§ **Stored data**:
----------
use std::collections::{BTreeMap, HashMap};
use std::future::Future;
use std::sync::Arc;
use std::time::Instant;

use chrono::Utc;
use log::{debug, error, info, warn};
use serde::Serialize;
use tokio::sync::mpsc;

use crate::address::HardwareAddress;
use crate::bridge::BusBridge;
use crate::button::{ButtonLedController, ButtonSettings};
use crate::config::AppConfig;
use crate::frame::InboundFrame;
use crate::messages::{
    AvailabilityReport, BusMessage, MessageBus, ModuleStatusMessage, SensorAvailability,
};
use crate::presence::{PresenceEngine, SensorKey};
use crate::probe::ProbeTracker;
use crate::registry::{AssociationRegistry, TableId};
use crate::router::FrameRouter;
use crate::timers::TimerManager;
use crate::transport::FrameTransport;

/// Everything the gateway loop reacts to.
#[derive(Debug)]
pub enum GatewayEvent {
    Frame(InboundFrame),
    Bus(BusMessage),
    PresenceTick { key: SensorKey, episode: u64 },
    ProbeTimeout { round: u64, address: HardwareAddress },
    TransportClosed(String),
}

/// State shared by the frame router and the bus bridge. Only the gateway
/// loop holds it, so no locking is needed.
pub struct Core {
    pub registry: AssociationRegistry,
    pub presence: PresenceEngine<TimerManager>,
    pub tables: HashMap<TableId, ButtonLedController>,
    pub probes: ProbeTracker,
    pub button: Arc<ButtonSettings>,
    pub transport: Arc<dyn FrameTransport>,
    pub bus: Arc<dyn MessageBus>,
    pub transport_online: bool,
    pub status_topic: String,
}

impl Core {
    pub fn new(
        config: &AppConfig,
        registry: AssociationRegistry,
        transport: Arc<dyn FrameTransport>,
        transport_online: bool,
        bus: Arc<dyn MessageBus>,
        events: mpsc::UnboundedSender<GatewayEvent>,
    ) -> Self {
        Core {
            registry,
            presence: PresenceEngine::new(TimerManager::new(events.clone(), config.tick_period())),
            tables: HashMap::new(),
            probes: ProbeTracker::new(events, config.probe_timeout()),
            button: Arc::new(ButtonSettings::from_config(config)),
            transport,
            bus,
            transport_online,
            status_topic: config
                .topics()
                .module_status
                .unwrap_or_else(|| "restaurant/modules/status".to_string()),
        }
    }

    /// Controller for `table_id`, created (and its outputs configured) on first use.
    pub fn table(
        &mut self,
        table_id: TableId,
        address: HardwareAddress,
    ) -> &mut ButtonLedController {
        self.tables.entry(table_id).or_insert_with(|| {
            ButtonLedController::new(
                table_id,
                address,
                self.button.clone(),
                self.transport.clone(),
                self.bus.clone(),
            )
        })
    }

    pub fn publish(&self, topic: &str, payload: impl Into<String>) {
        if let Err(err) = self.bus.publish(topic, payload.into()) {
            warn!("{}", err);
        }
    }

    pub fn publish_json<T: Serialize>(&self, topic: &str, message: &T) {
        match serde_json::to_string(message) {
            Ok(payload) => self.publish(topic, payload),
            Err(err) => error!("Could not encode message for {}: {}", topic, err),
        }
    }

    pub fn publish_status<T: Serialize>(&self, module_id: &str, status: T) {
        let message = ModuleStatusMessage {
            module_id: module_id.to_string(),
            timestamp: Utc::now(),
            status,
        };
        self.publish_json(&self.status_topic, &message);
    }

    pub fn publish_availability(&self, sensors: BTreeMap<String, SensorAvailability>) {
        let report = AvailabilityReport::new(self.transport_online, sensors);
        self.publish_status("system", report);
    }

    /// Cancel timers and probes, then flush the registry.
    pub async fn shutdown(mut self) {
        debug!(
            "Stopping {} countdowns and {} pending probes",
            self.presence.active_countdowns(),
            self.probes.pending_count()
        );
        self.presence.shutdown();
        self.probes.cancel_all();
        self.registry.close().await;
    }
}

pub struct Gateway {
    core: Core,
    router: FrameRouter,
    bridge: BusBridge,
    events: mpsc::UnboundedReceiver<GatewayEvent>,
}

impl Gateway {
    pub fn new(
        config: &AppConfig,
        core: Core,
        events: mpsc::UnboundedReceiver<GatewayEvent>,
    ) -> Self {
        Gateway {
            core,
            router: FrameRouter::new(config),
            bridge: BusBridge::new(config),
            events,
        }
    }

    #[cfg(test)]
    pub fn core(&self) -> &Core {
        &self.core
    }

    /// Handle one event. Failures are logged inside the handlers and never
    /// stop the loop.
    pub fn handle(&mut self, event: GatewayEvent) {
        match event {
            GatewayEvent::Frame(frame) => {
                self.router.route(&mut self.core, frame, Instant::now());
            }
            GatewayEvent::Bus(message) => self.bridge.handle(&mut self.core, message),
            GatewayEvent::PresenceTick { key, episode } => {
                self.router.on_tick(&mut self.core, &key, episode);
            }
            GatewayEvent::ProbeTimeout { round, address } => {
                if let Some(report) = self.core.probes.on_timeout(round, address) {
                    self.core.publish_availability(report);
                }
            }
            GatewayEvent::TransportClosed(reason) => {
                if self.core.transport_online {
                    error!("Frame transport lost ({}); running degraded until restart", reason);
                }
                self.core.transport_online = false;
            }
        }
    }

    pub async fn run_loop(mut self, shutdown: impl Future<Output = ()>) {
        info!(
            "Gateway running with {} known tables (transport {})",
            self.core.registry.len(),
            if self.core.transport_online { "online" } else { "offline" }
        );
        tokio::pin!(shutdown);
        loop {
            tokio::select! {
                _ = &mut shutdown => {
                    info!("Shutdown requested");
                    break;
                }
                event = self.events.recv() => match event {
                    Some(event) => self.handle(event),
                    None => {
                        debug!("All event sources closed");
                        break;
                    }
                }
            }
        }
        self.core.shutdown().await;
        info!("Gateway stopped");
    }
}
//! Scenario configuration.
//!
//! A scenario is described by a small JSON document, parsed in place with
//! `serde-json-core` so string fields borrow from the input:
//!
//! ```rust
//! use callgate::config::ScenarioConfig;
//!
//! let json = r#"{"host":"example.com","port":443,"path":"/index.html","timeout_ms":4000}"#;
//! let config = ScenarioConfig::from_json(json).unwrap();
//! let options = config.connect_options().unwrap();
//! assert_eq!(options.port, 443);
//! assert!(options.security.is_some());
//! ```

use core::time::Duration;
use serde::Deserialize;

use crate::network::error::Error;
use crate::network::request::{ConnectOptions, Request, SecurityOptions};

/// Bound applied to every wait when a scenario does not choose its own.
pub const DEFAULT_TIMEOUT: Duration = Duration::from_secs(4);

const DEFAULT_TIMEOUT_MS: u32 = 4_000;

fn default_timeout_ms() -> u32 {
    DEFAULT_TIMEOUT_MS
}

fn enabled() -> bool {
    true
}

/// One connect-and-fetch scenario.
#[derive(Debug, Clone, PartialEq, Eq, Deserialize)]
pub struct ScenarioConfig<'a> {
    /// Remote host name.
    #[serde(borrow)]
    pub host: &'a str,
    /// Remote port.
    pub port: u16,
    /// Path to fetch; a scenario without one only connects and disconnects.
    #[serde(borrow, default)]
    pub path: Option<&'a str>,
    /// Negotiate a security layer on the connection.
    #[serde(default = "enabled")]
    pub tls: bool,
    /// Server name indication; omitted when absent.
    #[serde(borrow, default)]
    pub server_name: Option<&'a str>,
    /// Validate the peer's certificate chain.
    #[serde(default = "enabled")]
    pub verify_peer: bool,
    /// Bound on each of the harness's waits, in milliseconds.
    #[serde(default = "default_timeout_ms")]
    pub timeout_ms: u32,
    /// Socket connect timeout handed to the collaborator, in milliseconds.
    #[serde(default = "default_timeout_ms")]
    pub connect_timeout_ms: u32,
}

impl<'a> ScenarioConfig<'a> {
    /// Parses and validates a JSON scenario description.
    pub fn from_json(json: &'a str) -> Result<Self, Error> {
        let (config, _) =
            serde_json_core::from_str::<Self>(json).map_err(|_| Error::InvalidConfig)?;
        config.validate()?;
        Ok(config)
    }

    fn validate(&self) -> Result<(), Error> {
        if self.host.is_empty() || self.port == 0 {
            return Err(Error::InvalidConfig);
        }
        if self.timeout_ms == 0 || self.connect_timeout_ms == 0 {
            return Err(Error::InvalidConfig);
        }
        if self.path.is_some_and(|path| !path.starts_with('/')) {
            return Err(Error::InvalidConfig);
        }
        Ok(())
    }

    /// Bound on each wait.
    pub fn timeout(&self) -> Duration {
        Duration::from_millis(u64::from(self.timeout_ms))
    }

    /// Options for the connect attempt.
    pub fn connect_options(&self) -> Result<ConnectOptions, Error> {
        let options = ConnectOptions::new(
            self.host,
            self.port,
            Duration::from_millis(u64::from(self.connect_timeout_ms)),
        )?;
        if !self.tls {
            return Ok(options);
        }
        let server_name = self
            .server_name
            .map(heapless::String::try_from)
            .transpose()
            .map_err(|_| Error::InvalidConfig)?;
        Ok(options.with_security(SecurityOptions {
            server_name,
            verify_peer: self.verify_peer,
        }))
    }

    /// The GET to issue, if the scenario fetches anything.
    pub fn request(&self) -> Result<Option<Request<'a>>, Error> {
        self.path
            .map(|path| Request::get(path, self.host))
            .transpose()
    }
}
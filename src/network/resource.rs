//! Upstream resources a connection depends on, and the ledger that keeps
//! their acquisition and release ordered.

use heapless::Vec;

use crate::network::error::{Error, UsageError};

/// Collaborator resources that must exist before a connection is attempted,
/// listed in acquisition order.
#[derive(Debug, Clone, Copy, PartialEq, Eq, PartialOrd, Ord)]
pub enum Resource {
    EventLoopGroup,
    HostResolver,
    ClientBootstrap,
    SecurityContext,
}

impl Resource {
    pub const ALL: [Resource; 4] = [
        Resource::EventLoopGroup,
        Resource::HostResolver,
        Resource::ClientBootstrap,
        Resource::SecurityContext,
    ];

    pub fn as_str(&self) -> &'static str {
        match self {
            Resource::EventLoopGroup => "event-loop-group",
            Resource::HostResolver => "host-resolver",
            Resource::ClientBootstrap => "client-bootstrap",
            Resource::SecurityContext => "security-context",
        }
    }
}

/// Tracks which upstream resources are held.
///
/// Acquisition must follow [`Resource::ALL`] order (skipping is allowed, so a
/// connection without a security layer never acquires `SecurityContext`).
/// Release is strictly last-in, first-out.
#[derive(Debug, Default)]
pub struct ResourceLedger {
    held: Vec<Resource, 4>,
}

impl ResourceLedger {
    pub fn new() -> Self {
        Self::default()
    }

    /// Records `resource` as held.
    pub fn push(&mut self, resource: Resource) -> Result<(), Error> {
        if self.held.last().is_some_and(|last| *last >= resource) {
            return Err(UsageError::OutOfOrderAcquire.into());
        }
        self.held
            .push(resource)
            .map_err(|_| Error::Usage(UsageError::OutOfOrderAcquire))
    }

    /// Removes and returns the most recently acquired resource.
    pub fn pop(&mut self) -> Option<Resource> {
        self.held.pop()
    }

    pub fn held(&self) -> &[Resource] {
        &self.held
    }

    pub fn is_empty(&self) -> bool {
        self.held.is_empty()
    }
}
----------
Reprint exactly the lines above that start at the one with "tokio::pin!(shutdown);" and end at the one with "event = self.events.recv()", keeping both and adding none.

§ **Answer section**:
        tokio::pin!(shutdown);
        loop {
            tokio::select! {
                _ = &mut shutdown => {
                    info!("Shutdown requested");
                    break;
                }
                event = self.events.recv() => match event {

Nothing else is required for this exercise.